Throughout its history, the United States has shown considerable capacity to alter its international persona. Beginning as 13 unassuming colonies, it marched across the American continent and out into the Western Pacific, overturning the pre-Columbian and European political orders. Then, quite abruptly, it altered course and settled into a pattern of shrewd selective engagement with the international system (sometimes mistakenly called isolationism). Upon being dragged into WWII, the US again changed orientations, becoming the global architect of Western security arrangements and the designer of Bretton Woods—becoming, essentially, a manager of world affairs and dispenser of public goods.
Part of the present uncertainty about America’s future path lies in the fact that America is a democracy, and in a democracy voters eventually get what they want. Americans currently want government services and greater attention on the social problems accruing at home, which in the medium term will impact on the government’s ability to ramp up defence spending. While the American sense of ‘mission’ will likely endure, and would be reawakened by future Pearl Harbours, a new generation of Americans will have to redefine the meaning of American exceptionalism based not just on shifting global power relativities, but on the growing domestic challenges confronting America. Conscious of the need to husband resources, President Obama has begun carving out a ‘post-imperial foreign policy’, even at the risk of feeding uncertainty about America’s willingness to honour traditional commitments and ultimately, its larger strategic trajectory.
Japanese history exhibits a similar capacity for reinvention. Before Matthew Perry’s Black Ships sailed into Edo Bay, a fearful Japan had closed itself off from the world. Then, turning on a dime, Japan initiated a remarkable process of Westernisation before emerging to abolish the European imperial order in Asia, all the while embodying the worst excesses of nineteenth-century European nationalism. That path ended in Hiroshima and Nagasaki. Then under occupation, Japan again reinvented itself, this time as a pacifist maritime trading power.

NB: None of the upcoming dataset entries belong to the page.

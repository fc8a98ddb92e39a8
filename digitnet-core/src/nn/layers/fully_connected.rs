use crate::error::DigitNetError;
use crate::linalg::{matvec, matvec_transposed, outer, Matrix, Vector};
use crate::nn::init::he_normal;
use crate::nn::module::Module;
use crate::types::Real;
use log::debug;
use rand::Rng;

/// Affine layer `y = W·x + b` with a fused SGD update in `backward`.
///
/// `W` is `output_size × input_size`, `b` has `output_size` elements.
#[derive(Debug, Clone)]
pub struct FullyConnected<T> {
    weights: Matrix<T>,
    bias: Vector<T>,
    learning_rate: T,
    last_input: Option<Vector<T>>,
}

impl<T: Real> FullyConnected<T> {
    /// Creates a layer with He-initialized weights drawn from the thread RNG
    /// and zero biases.
    pub fn new(input_size: usize, output_size: usize, learning_rate: T) -> Result<Self, DigitNetError> {
        Self::with_rng(input_size, output_size, learning_rate, &mut rand::thread_rng())
    }

    /// Same as [`FullyConnected::new`] with an explicit RNG, for reproducible weights.
    pub fn with_rng<R: Rng + ?Sized>(
        input_size: usize,
        output_size: usize,
        learning_rate: T,
        rng: &mut R,
    ) -> Result<Self, DigitNetError> {
        let weights = he_normal(output_size, input_size, rng)?;
        Ok(FullyConnected {
            weights,
            bias: Vector::new(output_size),
            learning_rate,
            last_input: None,
        })
    }

    /// Builds a layer from explicit parameters.
    ///
    /// # Errors
    /// `DimensionMismatch` if `bias.len() != weights.rows()`.
    pub fn from_parameters(weights: Matrix<T>, bias: Vector<T>, learning_rate: T) -> Result<Self, DigitNetError> {
        if bias.len() != weights.rows() {
            return Err(DigitNetError::DimensionMismatch {
                expected: weights.rows(),
                actual: bias.len(),
                operation: "FullyConnected::from_parameters".to_string(),
            });
        }
        Ok(FullyConnected {
            weights,
            bias,
            learning_rate,
            last_input: None,
        })
    }

    pub fn input_size(&self) -> usize {
        self.weights.cols()
    }

    pub fn output_size(&self) -> usize {
        self.weights.rows()
    }

    pub fn weights(&self) -> &Matrix<T> {
        &self.weights
    }

    pub fn bias(&self) -> &Vector<T> {
        &self.bias
    }

    pub fn learning_rate(&self) -> T {
        self.learning_rate
    }
}

impl<T: Real> Module<T> for FullyConnected<T> {
    fn forward(&mut self, input: &Vector<T>) -> Result<Vector<T>, DigitNetError> {
        let mut output = matvec(&self.weights, input)?;
        for (o, &b) in output.as_mut_slice().iter_mut().zip(self.bias.as_slice()) {
            *o += b;
        }
        self.last_input = Some(input.clone());
        Ok(output)
    }

    fn backward(&mut self, grad_output: &Vector<T>) -> Result<Vector<T>, DigitNetError> {
        let input = self
            .last_input
            .as_ref()
            .ok_or_else(|| DigitNetError::BackwardBeforeForward(self.name().to_string()))?;
        self.bias.check_same_len(grad_output, "FullyConnected::backward")?;

        // Input gradient uses the weights as they were during forward.
        let grad_input = matvec_transposed(&self.weights, grad_output)?;

        let grad_weights = outer(grad_output, input);
        self.weights.sub_scaled(&grad_weights, self.learning_rate)?;
        self.bias.sub_scaled(grad_output, self.learning_rate)?;

        debug!(
            "FullyConnected {}x{} updated with lr {}",
            self.output_size(),
            self.input_size(),
            self.learning_rate
        );
        Ok(grad_input)
    }

    fn name(&self) -> &'static str {
        "FullyConnected"
    }

    fn num_parameters(&self) -> usize {
        self.weights.as_slice().len() + self.bias.len()
    }
}

#[cfg(test)]
#[path = "fully_connected_test.rs"]
mod tests;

Japan’s international persona is bound up in how the country chooses to remember that history. It’s normal for a country to honour its war dead. When asked at Davos whether he thought that those buried at the Yasukuni war shrine were heroes, Abe responded, ‘There are no heroes there, just the souls of those who perished in wars.’ Yet Abe’s mission to make Japan a ‘normal’ country by shedding post-war pacifism involves altering the texture of Japanese nationalism. Nationalist figures already play a role in shaping the country’s international image and political agenda. Whether or not that new wave of Japanese nationalism will overcome domestic opposition and alter the interpretation of Japan’s pacifist constitution is one of the key uncertainties of the present moment.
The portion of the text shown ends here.